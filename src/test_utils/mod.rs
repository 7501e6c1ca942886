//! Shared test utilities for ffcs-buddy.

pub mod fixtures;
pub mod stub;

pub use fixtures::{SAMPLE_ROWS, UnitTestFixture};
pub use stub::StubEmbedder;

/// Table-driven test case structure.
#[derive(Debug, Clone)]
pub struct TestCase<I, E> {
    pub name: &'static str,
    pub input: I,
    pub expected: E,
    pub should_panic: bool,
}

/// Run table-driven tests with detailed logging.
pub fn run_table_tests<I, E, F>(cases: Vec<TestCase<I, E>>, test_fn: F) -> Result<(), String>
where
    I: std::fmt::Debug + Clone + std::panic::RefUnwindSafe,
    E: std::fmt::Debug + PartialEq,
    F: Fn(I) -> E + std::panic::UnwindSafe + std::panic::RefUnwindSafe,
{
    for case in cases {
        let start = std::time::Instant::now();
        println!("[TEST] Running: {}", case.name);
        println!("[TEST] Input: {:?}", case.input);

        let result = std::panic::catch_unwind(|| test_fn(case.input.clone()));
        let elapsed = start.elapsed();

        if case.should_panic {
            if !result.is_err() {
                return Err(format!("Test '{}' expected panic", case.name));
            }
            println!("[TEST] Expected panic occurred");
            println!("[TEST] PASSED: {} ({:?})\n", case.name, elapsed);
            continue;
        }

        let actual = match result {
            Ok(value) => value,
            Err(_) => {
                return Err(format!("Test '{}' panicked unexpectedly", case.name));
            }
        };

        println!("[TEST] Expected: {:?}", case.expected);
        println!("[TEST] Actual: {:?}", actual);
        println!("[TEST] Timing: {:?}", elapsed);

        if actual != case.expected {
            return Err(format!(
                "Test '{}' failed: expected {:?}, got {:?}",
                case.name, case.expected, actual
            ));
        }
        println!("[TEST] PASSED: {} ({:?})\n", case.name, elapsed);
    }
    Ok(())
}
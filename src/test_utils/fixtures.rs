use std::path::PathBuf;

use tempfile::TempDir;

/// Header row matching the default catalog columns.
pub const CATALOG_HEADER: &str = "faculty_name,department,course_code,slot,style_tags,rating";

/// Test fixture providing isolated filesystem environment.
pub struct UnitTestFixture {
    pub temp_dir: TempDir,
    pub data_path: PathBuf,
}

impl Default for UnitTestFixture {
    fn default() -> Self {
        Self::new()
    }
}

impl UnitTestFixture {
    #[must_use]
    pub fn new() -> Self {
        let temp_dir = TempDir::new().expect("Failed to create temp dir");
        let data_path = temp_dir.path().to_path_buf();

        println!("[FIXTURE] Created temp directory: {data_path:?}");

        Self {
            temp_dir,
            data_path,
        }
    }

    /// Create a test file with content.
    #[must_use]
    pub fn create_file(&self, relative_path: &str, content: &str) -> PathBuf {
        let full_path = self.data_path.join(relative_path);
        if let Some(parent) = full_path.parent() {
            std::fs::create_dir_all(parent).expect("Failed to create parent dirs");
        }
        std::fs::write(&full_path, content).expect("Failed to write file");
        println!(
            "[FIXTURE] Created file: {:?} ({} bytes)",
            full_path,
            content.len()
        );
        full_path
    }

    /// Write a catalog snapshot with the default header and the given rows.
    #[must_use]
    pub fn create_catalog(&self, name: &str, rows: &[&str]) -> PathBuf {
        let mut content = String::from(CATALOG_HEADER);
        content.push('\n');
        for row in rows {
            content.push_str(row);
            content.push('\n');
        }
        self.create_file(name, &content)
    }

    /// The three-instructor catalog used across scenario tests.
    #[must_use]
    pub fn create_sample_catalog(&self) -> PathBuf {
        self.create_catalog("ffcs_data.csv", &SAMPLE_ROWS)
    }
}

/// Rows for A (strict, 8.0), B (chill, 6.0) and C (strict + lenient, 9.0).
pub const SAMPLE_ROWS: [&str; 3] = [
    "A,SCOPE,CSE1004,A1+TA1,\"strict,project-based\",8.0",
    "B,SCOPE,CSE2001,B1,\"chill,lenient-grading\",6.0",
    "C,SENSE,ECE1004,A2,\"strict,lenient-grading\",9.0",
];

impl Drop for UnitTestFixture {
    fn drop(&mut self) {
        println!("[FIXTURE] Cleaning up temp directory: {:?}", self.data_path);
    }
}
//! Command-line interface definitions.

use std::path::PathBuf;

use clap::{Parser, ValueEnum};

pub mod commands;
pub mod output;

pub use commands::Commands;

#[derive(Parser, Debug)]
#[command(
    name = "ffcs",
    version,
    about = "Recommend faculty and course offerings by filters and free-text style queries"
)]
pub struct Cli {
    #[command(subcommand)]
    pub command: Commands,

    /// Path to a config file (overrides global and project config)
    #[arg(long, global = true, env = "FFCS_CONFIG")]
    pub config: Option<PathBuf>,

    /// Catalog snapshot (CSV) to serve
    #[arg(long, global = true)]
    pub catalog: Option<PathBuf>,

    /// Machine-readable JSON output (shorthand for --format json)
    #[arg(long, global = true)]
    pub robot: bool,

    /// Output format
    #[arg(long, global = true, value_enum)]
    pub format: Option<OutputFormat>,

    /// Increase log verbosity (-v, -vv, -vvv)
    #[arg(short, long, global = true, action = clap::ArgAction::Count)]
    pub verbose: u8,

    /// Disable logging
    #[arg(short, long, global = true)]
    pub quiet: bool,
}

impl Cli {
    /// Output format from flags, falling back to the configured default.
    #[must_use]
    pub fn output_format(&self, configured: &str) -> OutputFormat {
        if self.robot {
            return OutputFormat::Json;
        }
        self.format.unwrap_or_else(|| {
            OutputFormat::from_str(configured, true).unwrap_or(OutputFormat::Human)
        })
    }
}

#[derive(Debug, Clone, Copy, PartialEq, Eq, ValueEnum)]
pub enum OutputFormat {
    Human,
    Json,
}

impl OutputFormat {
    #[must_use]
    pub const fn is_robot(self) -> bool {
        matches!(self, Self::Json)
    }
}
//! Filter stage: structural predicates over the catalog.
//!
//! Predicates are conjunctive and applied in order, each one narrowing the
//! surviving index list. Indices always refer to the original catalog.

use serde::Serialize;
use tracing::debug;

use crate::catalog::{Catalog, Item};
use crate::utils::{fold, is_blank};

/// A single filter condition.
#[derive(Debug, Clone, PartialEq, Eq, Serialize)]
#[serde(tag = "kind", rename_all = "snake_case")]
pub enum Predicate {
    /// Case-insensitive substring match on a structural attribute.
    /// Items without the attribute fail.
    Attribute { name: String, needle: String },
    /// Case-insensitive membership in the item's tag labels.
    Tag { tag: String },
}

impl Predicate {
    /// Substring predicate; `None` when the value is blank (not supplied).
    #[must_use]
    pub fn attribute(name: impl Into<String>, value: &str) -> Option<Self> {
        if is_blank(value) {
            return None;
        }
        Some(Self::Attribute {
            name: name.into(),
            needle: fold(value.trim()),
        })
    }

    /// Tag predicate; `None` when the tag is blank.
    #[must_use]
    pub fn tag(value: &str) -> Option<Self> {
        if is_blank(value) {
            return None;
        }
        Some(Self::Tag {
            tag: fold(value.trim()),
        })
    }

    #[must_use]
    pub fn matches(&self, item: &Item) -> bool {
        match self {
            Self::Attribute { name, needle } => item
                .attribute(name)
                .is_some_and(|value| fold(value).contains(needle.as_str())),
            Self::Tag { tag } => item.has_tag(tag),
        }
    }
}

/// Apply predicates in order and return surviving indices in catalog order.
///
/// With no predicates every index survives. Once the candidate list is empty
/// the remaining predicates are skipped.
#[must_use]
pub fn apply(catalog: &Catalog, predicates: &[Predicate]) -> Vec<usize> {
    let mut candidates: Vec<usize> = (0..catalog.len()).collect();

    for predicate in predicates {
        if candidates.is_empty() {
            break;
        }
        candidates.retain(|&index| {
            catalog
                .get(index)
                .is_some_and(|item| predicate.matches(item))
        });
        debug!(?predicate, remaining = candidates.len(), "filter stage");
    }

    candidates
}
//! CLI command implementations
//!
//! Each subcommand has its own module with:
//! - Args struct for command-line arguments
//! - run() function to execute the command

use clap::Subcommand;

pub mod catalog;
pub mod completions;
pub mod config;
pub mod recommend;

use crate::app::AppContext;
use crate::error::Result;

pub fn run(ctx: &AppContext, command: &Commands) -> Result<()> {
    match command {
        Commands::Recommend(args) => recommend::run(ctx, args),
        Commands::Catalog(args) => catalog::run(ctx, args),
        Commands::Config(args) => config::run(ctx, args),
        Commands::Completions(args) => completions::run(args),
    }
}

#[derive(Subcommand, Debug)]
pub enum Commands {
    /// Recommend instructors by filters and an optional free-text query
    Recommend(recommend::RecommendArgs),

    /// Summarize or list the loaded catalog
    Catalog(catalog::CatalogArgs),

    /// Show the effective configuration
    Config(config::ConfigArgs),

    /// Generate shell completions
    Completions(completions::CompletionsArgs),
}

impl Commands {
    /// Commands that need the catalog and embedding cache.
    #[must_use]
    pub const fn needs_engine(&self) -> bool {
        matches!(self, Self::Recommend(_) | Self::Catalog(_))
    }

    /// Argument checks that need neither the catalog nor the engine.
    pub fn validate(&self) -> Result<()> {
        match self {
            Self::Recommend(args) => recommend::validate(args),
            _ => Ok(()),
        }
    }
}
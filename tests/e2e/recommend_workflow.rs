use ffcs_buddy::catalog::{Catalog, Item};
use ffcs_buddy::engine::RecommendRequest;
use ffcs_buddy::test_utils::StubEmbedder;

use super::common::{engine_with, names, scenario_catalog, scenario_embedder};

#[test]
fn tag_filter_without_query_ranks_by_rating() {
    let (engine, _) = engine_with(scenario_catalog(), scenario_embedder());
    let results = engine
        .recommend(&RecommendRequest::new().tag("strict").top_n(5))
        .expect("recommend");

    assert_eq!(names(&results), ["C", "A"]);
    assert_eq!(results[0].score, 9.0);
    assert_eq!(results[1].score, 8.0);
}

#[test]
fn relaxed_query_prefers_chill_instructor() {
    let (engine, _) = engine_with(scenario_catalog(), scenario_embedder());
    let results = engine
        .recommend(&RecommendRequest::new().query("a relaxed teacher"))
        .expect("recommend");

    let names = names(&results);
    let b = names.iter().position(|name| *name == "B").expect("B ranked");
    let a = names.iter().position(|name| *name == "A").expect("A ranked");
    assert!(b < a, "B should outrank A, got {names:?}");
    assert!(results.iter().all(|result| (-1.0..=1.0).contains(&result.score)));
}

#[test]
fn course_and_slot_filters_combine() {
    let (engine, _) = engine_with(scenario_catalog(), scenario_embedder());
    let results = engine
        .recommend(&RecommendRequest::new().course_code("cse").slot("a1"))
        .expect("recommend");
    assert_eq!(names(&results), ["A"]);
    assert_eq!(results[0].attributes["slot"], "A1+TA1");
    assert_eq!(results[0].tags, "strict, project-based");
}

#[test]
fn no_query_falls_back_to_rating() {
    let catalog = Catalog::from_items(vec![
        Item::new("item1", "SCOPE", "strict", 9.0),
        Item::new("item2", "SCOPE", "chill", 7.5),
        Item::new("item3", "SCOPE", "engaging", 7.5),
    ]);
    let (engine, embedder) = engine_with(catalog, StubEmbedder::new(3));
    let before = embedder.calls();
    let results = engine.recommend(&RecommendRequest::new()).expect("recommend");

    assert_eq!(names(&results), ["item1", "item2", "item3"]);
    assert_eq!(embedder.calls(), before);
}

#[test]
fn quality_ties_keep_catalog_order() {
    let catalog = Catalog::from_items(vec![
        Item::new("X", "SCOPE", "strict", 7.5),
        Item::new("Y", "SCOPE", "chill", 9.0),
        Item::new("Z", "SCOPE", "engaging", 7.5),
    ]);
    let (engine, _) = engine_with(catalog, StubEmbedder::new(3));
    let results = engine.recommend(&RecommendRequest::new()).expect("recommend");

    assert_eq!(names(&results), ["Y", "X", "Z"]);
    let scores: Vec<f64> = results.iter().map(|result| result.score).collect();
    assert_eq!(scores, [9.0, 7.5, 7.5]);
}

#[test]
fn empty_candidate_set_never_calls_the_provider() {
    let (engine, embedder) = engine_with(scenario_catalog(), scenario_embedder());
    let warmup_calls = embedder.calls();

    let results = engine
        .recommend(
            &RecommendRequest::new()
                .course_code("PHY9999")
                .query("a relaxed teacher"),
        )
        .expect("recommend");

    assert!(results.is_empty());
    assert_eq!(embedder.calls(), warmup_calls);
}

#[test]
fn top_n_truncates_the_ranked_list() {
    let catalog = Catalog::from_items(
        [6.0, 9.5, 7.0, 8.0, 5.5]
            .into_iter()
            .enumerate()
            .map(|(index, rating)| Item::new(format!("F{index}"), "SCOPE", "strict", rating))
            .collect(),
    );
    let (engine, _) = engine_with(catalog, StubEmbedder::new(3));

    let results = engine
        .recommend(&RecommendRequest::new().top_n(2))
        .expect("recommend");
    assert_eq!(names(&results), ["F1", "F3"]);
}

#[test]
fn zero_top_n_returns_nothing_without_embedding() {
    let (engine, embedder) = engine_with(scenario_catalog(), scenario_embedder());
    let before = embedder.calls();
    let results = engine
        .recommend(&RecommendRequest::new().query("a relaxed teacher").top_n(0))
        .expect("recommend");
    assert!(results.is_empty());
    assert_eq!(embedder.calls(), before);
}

● **EXERCISE REQUIREMENTS**: In the listing above, find the line with "content.push_str(row);" and the line with "pub const SAMPLE_ROWS: [&str;", then reproduce both and every line between them exactly.

● **SOLUTION TO THIS TASK**:
            content.push_str(row);
            content.push('\n');
        }
        self.create_file(name, &content)
    }

    /// The three-instructor catalog used across scenario tests.
    #[must_use]
    pub fn create_sample_catalog(&self) -> PathBuf {
        self.create_catalog("ffcs_data.csv", &SAMPLE_ROWS)
    }
}

/// Rows for A (strict, 8.0), B (chill, 6.0) and C (strict + lenient, 9.0).
pub const SAMPLE_ROWS: [&str; 3] = [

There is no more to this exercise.